● WHAT IS NEEDED:
So that nothing is lost, restate each entry exactly as supplied.

● RECORDS:
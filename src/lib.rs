//! Ferraris Meter Reader Library
//!
//! This library turns the analog readings of a reflective sensor mounted on a mechanical
//! (Ferraris) electricity meter into counted disc rotations, derives power and energy
//! consumption from them and publishes telemetry snapshots to a remote collector.

pub mod clock;
pub mod config;
pub mod detector;
pub mod http_sink;
pub mod indicator;
pub mod meter_controller;
pub mod mqtt_sink;
pub mod observability;
pub mod power;
pub mod sensor;
pub mod state;
pub mod telemetry;

// Re-export commonly used types for easier access
pub use clock::{Clock, ManualClock, SystemClock};
pub use config::{AppConfig, MeterConfig, SinkSettings};
pub use detector::{Debounce, RotationDetector, RotationEvent, Suppression};
pub use http_sink::HttpSink;
pub use meter_controller::{CycleOutcome, CycleReport, MeterController, MeterStats};
pub use mqtt_sink::MqttSink;
pub use sensor::{IioSensorPort, SensorPort, SensorSampler};
pub use state::MeterState;
pub use telemetry::{PublishOutcome, SinkError, Snapshot, TelemetryPublisher, TelemetrySink};
/// Result of estimating the instantaneous power for one rotation.
#[derive(Debug, Clone, Copy, PartialEq)]
pub enum PowerReading {
    /// No previous rotation to measure against. The rotation still counts.
    FirstRotation,
    Accepted { watts: f64 },
    /// Physically impossible reading. The rotation is discarded as noise.
    Rejected { watts: f64 },
}

/// Derives power from the time between two rotations of the meter disc.
#[derive(Debug, Clone)]
pub struct PowerEstimator {
    watt_per_round_per_minute: f64,
    implausible_ceiling_watts: f64,
}

impl PowerEstimator {
    pub fn new(watt_per_round_per_minute: f64, implausible_ceiling_watts: f64) -> Self {
        Self {
            watt_per_round_per_minute,
            implausible_ceiling_watts,
        }
    }

    /// `last_rotation` is the epoch time of the previous accepted rotation, 0 if none.
    pub fn estimate(&self, timestamp: i64, last_rotation: i64) -> PowerReading {
        if last_rotation == 0 {
            return PowerReading::FirstRotation;
        }

        let elapsed = timestamp - last_rotation;
        if elapsed <= 0 {
            // A rotation at or before the previous one cannot be measured
            return PowerReading::Rejected {
                watts: f64::INFINITY,
            };
        }

        let watts = 60.0 * self.watt_per_round_per_minute / elapsed as f64;
        if watts >= self.implausible_ceiling_watts {
            PowerReading::Rejected { watts }
        } else {
            PowerReading::Accepted { watts }
        }
    }
}

#[cfg(test)]
mod tests {
    use super::*;

    fn estimator() -> PowerEstimator {
        PowerEstimator::new(800.0, 4800.0)
    }

    #[test]
    fn test_first_rotation_has_no_power() {
        assert_eq!(estimator().estimate(1000, 0), PowerReading::FirstRotation);
    }

    #[test]
    fn test_power_from_rotation_interval() {
        match estimator().estimate(1045, 1000) {
            PowerReading::Accepted { watts } => assert!((watts - 1066.666_666).abs() < 1e-3),
            other => panic!("Expected accepted reading, got {other:?}"),
        }
    }

    #[test]
    fn test_fast_rotation_is_rejected() {
        assert_eq!(
            estimator().estimate(1004, 1000),
            PowerReading::Rejected { watts: 12000.0 }
        );
    }

    #[test]
    fn test_ceiling_is_inclusive() {
        // 48000 / 10 = 4800 exactly
        assert_eq!(
            estimator().estimate(1010, 1000),
            PowerReading::Rejected { watts: 4800.0 }
        );
        assert_eq!(
            estimator().estimate(1011, 1000),
            PowerReading::Accepted {
                watts: 48000.0 / 11.0
            }
        );
    }

    #[test]
    fn test_non_positive_interval_is_rejected() {
        assert!(matches!(
            estimator().estimate(1000, 1000),
            PowerReading::Rejected { .. }
        ));
        assert!(matches!(
            estimator().estimate(990, 1000),
            PowerReading::Rejected { .. }
        ));
    }
}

● RESPONSE TO THE TASK:
filename src/lib.rs
//! Ferraris Meter Reader Library
//!
//! This library turns the analog readings of a reflective sensor mounted on a mechanical
//! (Ferraris) electricity meter into counted disc rotations, derives power and energy
//! consumption from them and publishes telemetry snapshots to a remote collector.

pub mod clock;
pub mod config;
pub mod detector;
pub mod http_sink;
pub mod indicator;
pub mod meter_controller;
pub mod mqtt_sink;
pub mod observability;
pub mod power;
pub mod sensor;
pub mod state;
pub mod telemetry;

// Re-export commonly used types for easier access
pub use clock::{Clock, ManualClock, SystemClock};
pub use config::{AppConfig, MeterConfig, SinkSettings};
pub use detector::{Debounce, RotationDetector, RotationEvent, Suppression};
pub use http_sink::HttpSink;
pub use meter_controller::{CycleOutcome, CycleReport, MeterController, MeterStats};
pub use mqtt_sink::MqttSink;
pub use sensor::{IioSensorPort, SensorPort, SensorSampler};
pub use state::MeterState;
pub use telemetry::{PublishOutcome, SinkError, Snapshot, TelemetryPublisher, TelemetrySink};
/// Result of estimating the instantaneous power for one rotation.
#[derive(Debug, Clone, Copy, PartialEq)]
pub enum PowerReading {
    /// No previous rotation to measure against. The rotation still counts.
    FirstRotation,
    Accepted { watts: f64 },
    /// Physically impossible reading. The rotation is discarded as noise.
    Rejected { watts: f64 },
}

/// Derives power from the time between two rotations of the meter disc.
#[derive(Debug, Clone)]
pub struct PowerEstimator {
    watt_per_round_per_minute: f64,
    implausible_ceiling_watts: f64,
}

impl PowerEstimator {
    pub fn new(watt_per_round_per_minute: f64, implausible_ceiling_watts: f64) -> Self {
        Self {
            watt_per_round_per_minute,
            implausible_ceiling_watts,
        }
    }

    /// `last_rotation` is the epoch time of the previous accepted rotation, 0 if none.
    pub fn estimate(&self, timestamp: i64, last_rotation: i64) -> PowerReading {
        if last_rotation == 0 {
            return PowerReading::FirstRotation;
        }

        let elapsed = timestamp - last_rotation;
        if elapsed <= 0 {
            // A rotation at or before the previous one cannot be measured
            return PowerReading::Rejected {
                watts: f64::INFINITY,
            };
        }

        let watts = 60.0 * self.watt_per_round_per_minute / elapsed as f64;
        if watts >= self.implausible_ceiling_watts {
            PowerReading::Rejected { watts }
        } else {
            PowerReading::Accepted { watts }
        }
    }
}

#[cfg(test)]
mod tests {
    use super::*;

    fn estimator() -> PowerEstimator {
        PowerEstimator::new(800.0, 4800.0)
    }

    #[test]
    fn test_first_rotation_has_no_power() {
        assert_eq!(estimator().estimate(1000, 0), PowerReading::FirstRotation);
    }

    #[test]
    fn test_power_from_rotation_interval() {
        match estimator().estimate(1045, 1000) {
            PowerReading::Accepted { watts } => assert!((watts - 1066.666_666).abs() < 1e-3),
            other => panic!("Expected accepted reading, got {other:?}"),
        }
    }

    #[test]
    fn test_fast_rotation_is_rejected() {
        assert_eq!(
            estimator().estimate(1004, 1000),
            PowerReading::Rejected { watts: 12000.0 }
        );
    }

    #[test]
    fn test_ceiling_is_inclusive() {
        // 48000 / 10 = 4800 exactly
        assert_eq!(
            estimator().estimate(1010, 1000),
            PowerReading::Rejected { watts: 4800.0 }
        );
        assert_eq!(
            estimator().estimate(1011, 1000),
            PowerReading::Accepted {
                watts: 48000.0 / 11.0
            }
        );
    }

    #[test]
    fn test_non_positive_interval_is_rejected() {
        assert!(matches!(
            estimator().estimate(1000, 1000),
            PowerReading::Rejected { .. }
        ));
        assert!(matches!(
            estimator().estimate(990, 1000),
            PowerReading::Rejected { .. }
        ));
    }
}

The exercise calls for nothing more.